┌──

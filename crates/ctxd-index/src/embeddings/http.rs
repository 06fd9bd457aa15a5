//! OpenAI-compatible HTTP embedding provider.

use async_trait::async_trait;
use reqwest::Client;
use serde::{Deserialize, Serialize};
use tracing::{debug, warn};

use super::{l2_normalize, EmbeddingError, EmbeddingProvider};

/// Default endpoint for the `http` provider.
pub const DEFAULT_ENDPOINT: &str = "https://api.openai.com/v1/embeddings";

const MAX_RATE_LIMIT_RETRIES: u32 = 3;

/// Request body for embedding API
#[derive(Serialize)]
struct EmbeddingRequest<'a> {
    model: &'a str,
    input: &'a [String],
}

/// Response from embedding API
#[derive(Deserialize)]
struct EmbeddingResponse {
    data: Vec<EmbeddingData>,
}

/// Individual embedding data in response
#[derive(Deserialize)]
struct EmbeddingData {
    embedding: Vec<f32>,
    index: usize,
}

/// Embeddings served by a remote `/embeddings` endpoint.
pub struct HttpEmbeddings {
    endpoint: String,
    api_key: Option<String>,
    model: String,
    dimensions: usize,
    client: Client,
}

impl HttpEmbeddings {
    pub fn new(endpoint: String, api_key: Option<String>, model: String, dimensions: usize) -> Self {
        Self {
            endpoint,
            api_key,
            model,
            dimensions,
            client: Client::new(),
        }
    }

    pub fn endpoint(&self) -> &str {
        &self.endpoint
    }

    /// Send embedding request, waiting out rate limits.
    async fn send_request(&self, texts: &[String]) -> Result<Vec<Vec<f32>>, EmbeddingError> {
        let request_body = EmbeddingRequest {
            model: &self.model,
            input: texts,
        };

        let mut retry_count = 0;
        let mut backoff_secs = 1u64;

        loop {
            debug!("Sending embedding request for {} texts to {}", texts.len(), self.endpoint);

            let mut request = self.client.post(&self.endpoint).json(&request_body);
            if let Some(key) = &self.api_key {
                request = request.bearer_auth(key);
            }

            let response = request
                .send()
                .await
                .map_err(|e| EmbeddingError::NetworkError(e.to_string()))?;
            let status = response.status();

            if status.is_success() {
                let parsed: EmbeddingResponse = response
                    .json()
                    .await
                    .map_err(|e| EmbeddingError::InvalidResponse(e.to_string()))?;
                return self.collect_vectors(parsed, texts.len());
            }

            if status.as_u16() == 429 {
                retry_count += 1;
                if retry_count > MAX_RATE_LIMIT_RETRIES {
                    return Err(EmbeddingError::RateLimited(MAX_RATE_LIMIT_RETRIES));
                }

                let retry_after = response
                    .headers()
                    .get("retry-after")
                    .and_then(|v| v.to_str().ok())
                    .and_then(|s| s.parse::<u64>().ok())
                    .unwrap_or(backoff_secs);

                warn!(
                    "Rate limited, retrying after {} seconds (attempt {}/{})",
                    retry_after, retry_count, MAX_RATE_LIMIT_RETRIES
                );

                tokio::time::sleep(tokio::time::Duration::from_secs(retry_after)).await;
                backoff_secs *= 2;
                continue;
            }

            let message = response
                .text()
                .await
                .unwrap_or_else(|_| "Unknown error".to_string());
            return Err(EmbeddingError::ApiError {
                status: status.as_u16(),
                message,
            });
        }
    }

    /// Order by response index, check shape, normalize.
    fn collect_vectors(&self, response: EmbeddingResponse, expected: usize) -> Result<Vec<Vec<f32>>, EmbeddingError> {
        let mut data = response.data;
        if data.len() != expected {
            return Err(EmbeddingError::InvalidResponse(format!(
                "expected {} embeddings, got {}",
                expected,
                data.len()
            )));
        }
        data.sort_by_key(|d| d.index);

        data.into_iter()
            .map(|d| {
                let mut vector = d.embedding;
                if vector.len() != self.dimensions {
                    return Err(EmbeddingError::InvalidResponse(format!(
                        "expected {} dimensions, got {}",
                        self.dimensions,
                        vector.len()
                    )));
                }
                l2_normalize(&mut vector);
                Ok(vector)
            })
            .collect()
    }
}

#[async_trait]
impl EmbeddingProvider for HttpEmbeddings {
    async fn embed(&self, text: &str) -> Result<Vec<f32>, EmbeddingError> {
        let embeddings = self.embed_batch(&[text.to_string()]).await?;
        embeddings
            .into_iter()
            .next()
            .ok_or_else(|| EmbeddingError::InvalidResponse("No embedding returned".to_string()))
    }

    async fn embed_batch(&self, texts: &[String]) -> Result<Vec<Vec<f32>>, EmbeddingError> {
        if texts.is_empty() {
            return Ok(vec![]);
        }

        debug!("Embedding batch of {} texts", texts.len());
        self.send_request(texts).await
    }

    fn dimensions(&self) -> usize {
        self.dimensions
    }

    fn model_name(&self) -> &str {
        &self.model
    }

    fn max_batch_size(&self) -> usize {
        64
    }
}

└──
┌──

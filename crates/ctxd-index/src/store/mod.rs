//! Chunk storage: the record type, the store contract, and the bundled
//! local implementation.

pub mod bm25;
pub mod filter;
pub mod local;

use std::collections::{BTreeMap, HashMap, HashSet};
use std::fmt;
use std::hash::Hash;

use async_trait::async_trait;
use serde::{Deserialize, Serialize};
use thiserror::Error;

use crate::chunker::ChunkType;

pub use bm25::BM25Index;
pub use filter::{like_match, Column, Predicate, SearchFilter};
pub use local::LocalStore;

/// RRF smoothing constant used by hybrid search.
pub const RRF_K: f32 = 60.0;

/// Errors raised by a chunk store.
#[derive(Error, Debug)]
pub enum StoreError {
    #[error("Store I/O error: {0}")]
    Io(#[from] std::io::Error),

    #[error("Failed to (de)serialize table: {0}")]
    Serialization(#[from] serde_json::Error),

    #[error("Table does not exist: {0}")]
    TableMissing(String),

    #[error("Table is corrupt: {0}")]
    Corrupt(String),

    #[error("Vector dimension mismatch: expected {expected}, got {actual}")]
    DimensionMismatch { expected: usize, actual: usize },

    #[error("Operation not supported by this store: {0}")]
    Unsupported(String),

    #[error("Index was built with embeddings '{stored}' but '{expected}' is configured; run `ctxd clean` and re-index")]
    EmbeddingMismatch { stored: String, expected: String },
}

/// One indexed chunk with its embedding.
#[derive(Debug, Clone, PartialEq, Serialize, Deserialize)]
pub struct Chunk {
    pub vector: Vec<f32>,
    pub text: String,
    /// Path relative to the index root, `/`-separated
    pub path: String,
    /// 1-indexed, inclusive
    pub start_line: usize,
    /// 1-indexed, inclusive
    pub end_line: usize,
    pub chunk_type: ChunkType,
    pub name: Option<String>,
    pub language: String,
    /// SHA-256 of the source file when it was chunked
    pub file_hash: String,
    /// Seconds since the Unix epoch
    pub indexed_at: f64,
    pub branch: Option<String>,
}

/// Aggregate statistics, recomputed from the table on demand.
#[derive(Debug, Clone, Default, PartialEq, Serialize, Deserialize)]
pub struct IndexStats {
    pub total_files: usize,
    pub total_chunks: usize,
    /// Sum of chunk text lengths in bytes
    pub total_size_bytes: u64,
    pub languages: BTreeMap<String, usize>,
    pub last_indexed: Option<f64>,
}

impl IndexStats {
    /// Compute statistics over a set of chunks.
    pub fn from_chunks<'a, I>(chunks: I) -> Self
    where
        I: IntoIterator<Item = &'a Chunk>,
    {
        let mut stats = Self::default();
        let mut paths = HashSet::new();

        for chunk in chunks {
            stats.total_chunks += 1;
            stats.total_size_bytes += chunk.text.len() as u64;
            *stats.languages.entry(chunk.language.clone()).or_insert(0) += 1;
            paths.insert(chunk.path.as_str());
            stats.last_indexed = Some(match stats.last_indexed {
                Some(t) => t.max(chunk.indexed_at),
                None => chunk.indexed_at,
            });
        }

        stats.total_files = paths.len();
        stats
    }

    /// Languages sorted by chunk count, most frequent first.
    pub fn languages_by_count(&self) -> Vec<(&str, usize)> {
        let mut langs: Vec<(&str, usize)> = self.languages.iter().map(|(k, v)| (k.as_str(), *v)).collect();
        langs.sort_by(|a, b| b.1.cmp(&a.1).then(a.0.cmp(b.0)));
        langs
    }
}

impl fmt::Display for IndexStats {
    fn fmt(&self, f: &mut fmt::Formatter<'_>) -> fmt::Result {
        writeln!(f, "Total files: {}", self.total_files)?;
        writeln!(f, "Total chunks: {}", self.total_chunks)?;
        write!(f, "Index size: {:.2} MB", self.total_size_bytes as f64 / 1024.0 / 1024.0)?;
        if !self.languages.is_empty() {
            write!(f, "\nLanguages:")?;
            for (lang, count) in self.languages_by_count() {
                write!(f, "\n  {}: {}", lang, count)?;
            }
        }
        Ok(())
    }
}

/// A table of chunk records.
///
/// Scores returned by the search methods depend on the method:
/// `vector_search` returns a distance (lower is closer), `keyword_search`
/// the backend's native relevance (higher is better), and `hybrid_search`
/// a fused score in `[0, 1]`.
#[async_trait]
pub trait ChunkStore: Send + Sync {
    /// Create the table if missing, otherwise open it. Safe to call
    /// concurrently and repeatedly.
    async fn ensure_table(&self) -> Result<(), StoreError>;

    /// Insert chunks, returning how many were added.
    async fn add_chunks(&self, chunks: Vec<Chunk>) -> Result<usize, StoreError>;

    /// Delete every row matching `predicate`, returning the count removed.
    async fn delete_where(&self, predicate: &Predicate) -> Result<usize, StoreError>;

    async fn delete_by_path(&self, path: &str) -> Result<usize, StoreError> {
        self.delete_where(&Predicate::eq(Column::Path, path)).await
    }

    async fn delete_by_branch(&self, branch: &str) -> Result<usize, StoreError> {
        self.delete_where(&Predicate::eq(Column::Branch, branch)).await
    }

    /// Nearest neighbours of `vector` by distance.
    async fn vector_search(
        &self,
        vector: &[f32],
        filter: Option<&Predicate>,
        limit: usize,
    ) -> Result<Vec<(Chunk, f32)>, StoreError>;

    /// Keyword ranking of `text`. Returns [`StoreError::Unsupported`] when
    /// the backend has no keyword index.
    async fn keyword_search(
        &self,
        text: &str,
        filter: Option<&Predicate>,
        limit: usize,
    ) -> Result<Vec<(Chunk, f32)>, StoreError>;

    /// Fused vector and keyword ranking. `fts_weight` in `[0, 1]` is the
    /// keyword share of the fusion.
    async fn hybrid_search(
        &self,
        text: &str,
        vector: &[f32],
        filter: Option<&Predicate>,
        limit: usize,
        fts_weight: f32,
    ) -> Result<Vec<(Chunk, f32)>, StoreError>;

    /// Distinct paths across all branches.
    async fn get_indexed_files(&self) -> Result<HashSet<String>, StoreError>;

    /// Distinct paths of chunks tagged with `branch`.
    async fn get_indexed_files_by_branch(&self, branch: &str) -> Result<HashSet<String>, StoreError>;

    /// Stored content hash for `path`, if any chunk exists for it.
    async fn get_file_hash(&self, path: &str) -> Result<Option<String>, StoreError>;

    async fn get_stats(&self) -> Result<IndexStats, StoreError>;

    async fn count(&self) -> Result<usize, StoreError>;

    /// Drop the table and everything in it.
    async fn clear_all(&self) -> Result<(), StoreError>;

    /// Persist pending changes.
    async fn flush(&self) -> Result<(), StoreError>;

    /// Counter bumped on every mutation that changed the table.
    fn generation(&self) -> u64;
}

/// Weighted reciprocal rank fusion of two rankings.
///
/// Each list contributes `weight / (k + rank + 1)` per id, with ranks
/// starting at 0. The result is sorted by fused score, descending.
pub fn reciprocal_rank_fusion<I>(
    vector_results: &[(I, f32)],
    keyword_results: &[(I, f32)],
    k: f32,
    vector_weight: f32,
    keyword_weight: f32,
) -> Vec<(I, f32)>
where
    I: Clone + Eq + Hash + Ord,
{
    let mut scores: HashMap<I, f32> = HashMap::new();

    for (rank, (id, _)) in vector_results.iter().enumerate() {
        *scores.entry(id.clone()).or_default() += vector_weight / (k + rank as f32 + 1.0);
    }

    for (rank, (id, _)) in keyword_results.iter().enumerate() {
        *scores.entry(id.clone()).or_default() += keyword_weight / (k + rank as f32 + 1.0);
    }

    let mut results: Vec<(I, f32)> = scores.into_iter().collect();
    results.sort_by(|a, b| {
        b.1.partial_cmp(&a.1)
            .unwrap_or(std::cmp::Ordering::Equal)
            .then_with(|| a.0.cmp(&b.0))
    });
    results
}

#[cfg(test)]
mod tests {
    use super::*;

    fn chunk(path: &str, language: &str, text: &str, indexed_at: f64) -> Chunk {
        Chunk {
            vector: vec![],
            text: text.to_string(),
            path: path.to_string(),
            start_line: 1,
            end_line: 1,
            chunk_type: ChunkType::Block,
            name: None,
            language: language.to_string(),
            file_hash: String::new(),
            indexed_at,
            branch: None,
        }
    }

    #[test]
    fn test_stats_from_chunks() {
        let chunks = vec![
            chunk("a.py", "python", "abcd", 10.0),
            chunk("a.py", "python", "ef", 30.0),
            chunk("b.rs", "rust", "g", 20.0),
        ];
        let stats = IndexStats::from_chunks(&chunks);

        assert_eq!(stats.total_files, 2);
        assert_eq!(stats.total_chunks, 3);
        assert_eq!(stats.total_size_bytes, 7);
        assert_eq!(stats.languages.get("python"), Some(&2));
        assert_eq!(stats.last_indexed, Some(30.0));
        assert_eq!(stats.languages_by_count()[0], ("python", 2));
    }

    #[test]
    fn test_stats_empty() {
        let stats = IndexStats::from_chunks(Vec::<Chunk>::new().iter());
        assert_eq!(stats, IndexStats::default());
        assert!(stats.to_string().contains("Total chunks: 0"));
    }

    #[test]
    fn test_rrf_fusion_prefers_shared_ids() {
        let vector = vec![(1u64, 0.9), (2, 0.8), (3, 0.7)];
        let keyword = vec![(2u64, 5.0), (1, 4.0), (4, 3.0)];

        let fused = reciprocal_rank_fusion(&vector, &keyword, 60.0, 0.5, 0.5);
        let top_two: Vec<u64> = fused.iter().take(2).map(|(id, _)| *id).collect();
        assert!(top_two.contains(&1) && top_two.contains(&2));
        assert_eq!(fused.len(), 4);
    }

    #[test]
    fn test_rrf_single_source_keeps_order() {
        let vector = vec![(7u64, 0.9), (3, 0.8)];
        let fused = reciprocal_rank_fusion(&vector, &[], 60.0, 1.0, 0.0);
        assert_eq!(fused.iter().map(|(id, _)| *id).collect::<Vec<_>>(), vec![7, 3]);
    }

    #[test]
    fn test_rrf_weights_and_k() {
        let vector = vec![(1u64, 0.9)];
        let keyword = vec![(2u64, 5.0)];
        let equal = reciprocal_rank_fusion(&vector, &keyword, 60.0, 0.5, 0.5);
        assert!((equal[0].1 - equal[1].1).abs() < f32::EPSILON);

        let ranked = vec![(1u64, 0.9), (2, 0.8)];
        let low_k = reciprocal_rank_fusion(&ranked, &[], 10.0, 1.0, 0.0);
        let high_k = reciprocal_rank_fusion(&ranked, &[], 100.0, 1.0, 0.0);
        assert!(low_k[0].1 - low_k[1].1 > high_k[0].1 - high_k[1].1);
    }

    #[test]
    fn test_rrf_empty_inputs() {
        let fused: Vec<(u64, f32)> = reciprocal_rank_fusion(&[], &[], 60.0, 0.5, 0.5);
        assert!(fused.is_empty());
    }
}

└──

Action item>
The exact lines of the material above starting at the one that contains "filename crates/ctxd-index/src/embeddings/http.rs" and ending at the one that contains "Default endpoint for" are what to retype; leave out everything else.

Problem solution>
filename crates/ctxd-index/src/embeddings/http.rs
repository 06fd9bd457aa15a5
//! OpenAI-compatible HTTP embedding provider.

use async_trait::async_trait;
use reqwest::Client;
use serde::{Deserialize, Serialize};
use tracing::{debug, warn};

use super::{l2_normalize, EmbeddingError, EmbeddingProvider};

/// Default endpoint for the `http` provider.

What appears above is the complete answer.